Guy Bentley
Following Hawaii’s lead, voters in Arizona want to raise the age when adults can buy tobacco to 21, according to the latest poll.
A massive 72 percent of Arizonians polled by MBQF Consulting and Marson Media said they support the 18 to 21 age increase, according to a press release. Only 28 percent of respondents said they oppose the move.
“What was interesting was that support to increase the legal age was basically the same between Republicans, Democrats and Independent voters,” said CEO of MBQF Consulting Mike Noble in a press release sent to The Daily Caller News Foundation.
Hawaii became the first state to boost tobacco and e-cigarette purchasing age to 21, with the law taking effect on Jan. 1.
Banning people under 18 from buying e-cigarettes, however, could have the opposite effect policy makers intend as smoking rates among 12 to 17-year-olds actually rose in states that banned e-cigarette sales to minors, according to a study by Abigail Friedman of the Yale School of Public Health published Oct. 19 in the Journal of Health Economics.
“Such bans yield a statistically significant 0.9 percentage point increase in recent smoking in this age group, relative to states without such bans,” Friedman said.

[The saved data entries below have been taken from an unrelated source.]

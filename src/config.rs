//! Configuration loading
//!
//! Looked up from `--config` or, failing that, from the project root under
//! one of [`DEFAULT_CONFIG_FILES`]. Every section is optional.

use crate::analysis::{LintIssue, Severity};
use miette::Diagnostic;
use regex::Regex;
use serde::{Deserialize, Serialize};
use std::collections::HashMap;
use std::path::{Path, PathBuf};
use thiserror::Error;
use tracing::debug;

pub const DEFAULT_CONFIG_FILES: &[&str] = &[
    ".adservices-lint.yml",
    ".adservices-lint.yaml",
    "adservices-lint.toml",
];

#[derive(Debug, Error, Diagnostic)]
pub enum ConfigError {
    #[error("failed to read config file {path}")]
    #[diagnostic(code(adservices_lint::config::io))]
    Io {
        path: PathBuf,
        #[source]
        source: std::io::Error,
    },

    #[error("invalid YAML in {path}: {message}")]
    #[diagnostic(code(adservices_lint::config::yaml))]
    Yaml { path: PathBuf, message: String },

    #[error("invalid TOML in {path}: {message}")]
    #[diagnostic(code(adservices_lint::config::toml))]
    Toml { path: PathBuf, message: String },

    #[error("unsupported config format: {path}")]
    #[diagnostic(
        code(adservices_lint::config::format),
        help("use a .yml, .yaml or .toml file")
    )]
    UnsupportedFormat { path: PathBuf },

    #[error("unknown rule '{rule}' in {section}")]
    #[diagnostic(
        code(adservices_lint::config::rule),
        help("run with --list-rules to see valid codes")
    )]
    UnknownRule { rule: String, section: &'static str },

    #[error("invalid file naming pattern '{pattern}': {message}")]
    #[diagnostic(code(adservices_lint::config::pattern))]
    InvalidPattern { pattern: String, message: String },
}

#[derive(Debug, Clone, Default, Serialize, Deserialize)]
#[serde(default)]
pub struct Config {
    /// Directories to analyze, relative to the project root
    pub targets: Vec<PathBuf>,
    /// Glob patterns to skip
    pub exclude: Vec<String>,
    pub rules: RulesConfig,
    pub room: RoomConfig,
    pub restricted_apis: RestrictedApiConfig,
    pub file_naming: FileNamingConfig,
    pub manifest: ManifestConfig,
}

#[derive(Debug, Clone, Default, Serialize, Deserialize)]
#[serde(default)]
pub struct RulesConfig {
    /// Rule codes or names to turn off
    pub disabled: Vec<String>,
    /// When non-empty, only these rules run
    pub enabled: Vec<String>,
    /// Per-rule severity overrides
    pub severity: HashMap<String, Severity>,
}

#[derive(Debug, Clone, Serialize, Deserialize)]
#[serde(default)]
pub struct RoomConfig {
    pub base_class: String,
    pub database_annotation: String,
    pub migration_annotation: String,
    pub version_field: String,
    pub registration_class: String,
}

impl Default for RoomConfig {
    fn default() -> Self {
        Self {
            base_class: "RoomDatabase".to_string(),
            database_annotation: "Database".to_string(),
            migration_annotation: "AutoMigration".to_string(),
            version_field: "DATABASE_VERSION".to_string(),
            registration_class: "RoomDatabaseRegistration".to_string(),
        }
    }
}

#[derive(Debug, Clone, Serialize, Deserialize)]
#[serde(default)]
pub struct RestrictedApiConfig {
    /// Classes allowed to call `SystemProperties`
    pub system_properties_allowed: Vec<String>,
    /// Classes allowed to call `DeviceConfig`
    pub device_config_allowed: Vec<String>,
}

impl Default for RestrictedApiConfig {
    fn default() -> Self {
        Self {
            system_properties_allowed: vec!["DebugFlags".to_string(), "PhFlags".to_string()],
            device_config_allowed: vec!["PhFlags".to_string()],
        }
    }
}

#[derive(Debug, Clone, Serialize, Deserialize)]
#[serde(default)]
pub struct FileNamingConfig {
    /// Regex a persisted file name must match
    pub required_prefix: String,
}

impl Default for FileNamingConfig {
    fn default() -> Self {
        Self {
            required_prefix: "(?i)^adservices".to_string(),
        }
    }
}

#[derive(Debug, Clone, Serialize, Deserialize)]
#[serde(default)]
pub struct ManifestConfig {
    pub required_process: String,
    /// Only components under this package are checked
    pub package_prefix: String,
}

impl Default for ManifestConfig {
    fn default() -> Self {
        Self {
            required_process: ":adservices".to_string(),
            package_prefix: "com.android.adservices".to_string(),
        }
    }
}

impl Config {
    pub fn from_file(path: &Path) -> Result<Self, ConfigError> {
        let contents = std::fs::read_to_string(path).map_err(|source| ConfigError::Io {
            path: path.to_path_buf(),
            source,
        })?;

        let config: Config = match path.extension().and_then(|e| e.to_str()) {
            Some("yml") | Some("yaml") => {
                serde_yaml::from_str(&contents).map_err(|e| ConfigError::Yaml {
                    path: path.to_path_buf(),
                    message: e.to_string(),
                })?
            }
            Some("toml") => toml::from_str(&contents).map_err(|e| ConfigError::Toml {
                path: path.to_path_buf(),
                message: e.to_string(),
            })?,
            _ => {
                return Err(ConfigError::UnsupportedFormat {
                    path: path.to_path_buf(),
                })
            }
        };

        config.validate()?;
        debug!("Loaded config from {}", path.display());
        Ok(config)
    }

    /// First config file found under `root`, or the defaults
    pub fn from_default_locations(root: &Path) -> Result<Self, ConfigError> {
        for name in DEFAULT_CONFIG_FILES {
            let candidate = root.join(name);
            if candidate.is_file() {
                return Self::from_file(&candidate);
            }
        }
        Ok(Self::default())
    }

    pub fn validate(&self) -> Result<(), ConfigError> {
        let sections: [(&'static str, Vec<&String>); 3] = [
            ("rules.disabled", self.rules.disabled.iter().collect()),
            ("rules.enabled", self.rules.enabled.iter().collect()),
            ("rules.severity", self.rules.severity.keys().collect()),
        ];
        for (section, rules) in sections {
            if let Some(unknown) = rules.into_iter().find(|r| r.parse::<LintIssue>().is_err()) {
                return Err(ConfigError::UnknownRule {
                    rule: unknown.clone(),
                    section,
                });
            }
        }

        Regex::new(&self.file_naming.required_prefix).map_err(|e| {
            ConfigError::InvalidPattern {
                pattern: self.file_naming.required_prefix.clone(),
                message: e.to_string(),
            }
        })?;
        Ok(())
    }

    pub fn is_rule_enabled(&self, issue: LintIssue) -> bool {
        let matches = |rule: &String| rule.parse::<LintIssue>().ok() == Some(issue);
        if self.rules.disabled.iter().any(matches) {
            return false;
        }
        self.rules.enabled.is_empty() || self.rules.enabled.iter().any(matches)
    }

    pub fn severity_override(&self, issue: LintIssue) -> Option<Severity> {
        self.rules
            .severity
            .iter()
            .find(|(rule, _)| rule.parse::<LintIssue>().ok() == Some(issue))
            .map(|(_, severity)| *severity)
    }
}

#[cfg(test)]
mod tests {
    use super::*;
    use std::fs;
    use tempfile::TempDir;

    #[test]
    fn test_defaults() {
        let config = Config::default();
        assert_eq!(config.room.registration_class, "RoomDatabaseRegistration");
        assert_eq!(config.room.version_field, "DATABASE_VERSION");
        assert_eq!(config.manifest.required_process, ":adservices");
        assert!(config.is_rule_enabled(LintIssue::MissingVersionField));
        assert!(config.validate().is_ok());
    }

    #[test]
    fn test_yaml_config() {
        let dir = TempDir::new().unwrap();
        let path = dir.path().join(".adservices-lint.yml");
        fs::write(
            &path,
            r#"
exclude:
  - "**/test/**"
rules:
  disabled: [AS002]
  severity:
    RD002: error
room:
  registration_class: DatabaseRegistry
"#,
        )
        .unwrap();

        let config = Config::from_default_locations(dir.path()).unwrap();
        assert_eq!(config.exclude, vec!["**/test/**".to_string()]);
        assert!(!config.is_rule_enabled(LintIssue::DeviceConfigUsage));
        assert!(config.is_rule_enabled(LintIssue::SystemPropertiesUsage));
        assert_eq!(
            config.severity_override(LintIssue::ExportSchemaDisabled),
            Some(Severity::Error)
        );
        assert_eq!(config.room.registration_class, "DatabaseRegistry");
        assert_eq!(config.room.base_class, "RoomDatabase");
    }

    #[test]
    fn test_toml_config_with_rule_names() {
        let dir = TempDir::new().unwrap();
        let path = dir.path().join("adservices-lint.toml");
        fs::write(
            &path,
            r#"
[rules]
enabled = ["RoomIncompleteMigrationPath", "BC003"]

[manifest]
required_process = ":adservices_sandbox"
"#,
        )
        .unwrap();

        let config = Config::from_file(&path).unwrap();
        assert!(config.is_rule_enabled(LintIssue::IncompleteMigrationPath));
        assert!(config.is_rule_enabled(LintIssue::ManifestProcess));
        assert!(!config.is_rule_enabled(LintIssue::JobServiceInitializer));
        assert_eq!(config.manifest.required_process, ":adservices_sandbox");
    }

    #[test]
    fn test_unknown_rule_is_rejected() {
        let dir = TempDir::new().unwrap();
        let path = dir.path().join("bad.yml");
        fs::write(&path, "rules:\n  disabled: [XX999]\n").unwrap();
        assert!(matches!(
            Config::from_file(&path),
            Err(ConfigError::UnknownRule { .. })
        ));
    }

    #[test]
    fn test_invalid_pattern_is_rejected() {
        let config = Config {
            file_naming: FileNamingConfig {
                required_prefix: "(".to_string(),
            },
            ..Config::default()
        };
        assert!(matches!(
            config.validate(),
            Err(ConfigError::InvalidPattern { .. })
        ));
    }

    #[test]
    fn test_unsupported_extension() {
        let dir = TempDir::new().unwrap();
        let path = dir.path().join("config.json");
        fs::write(&path, "{}").unwrap();
        assert!(matches!(
            Config::from_file(&path),
            Err(ConfigError::UnsupportedFormat { .. })
        ));
    }
}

The study controlled for smoking rates within states.
But on the national level, cigarette smoking among young adults is at record lows while e-cigarette use is surging. (RELATED: Gallup Poll Shows Smoking Rate Collapsing As E-Cigarette Use Soars)
The Gallup poll reported a decline in smoking among adults aged 18-29 by 12 percentage points to 22 percent over the past decade.
The findings “align with those found in a recent Centers for Disease Control and Prevention study, which found that cigarette smoking has dropped most sharply among 18- to 24-year-olds,” said Gallup.
Smoking rates have been a downward trend for decades, with the percentage of current smokers now down to a little under 18 percent.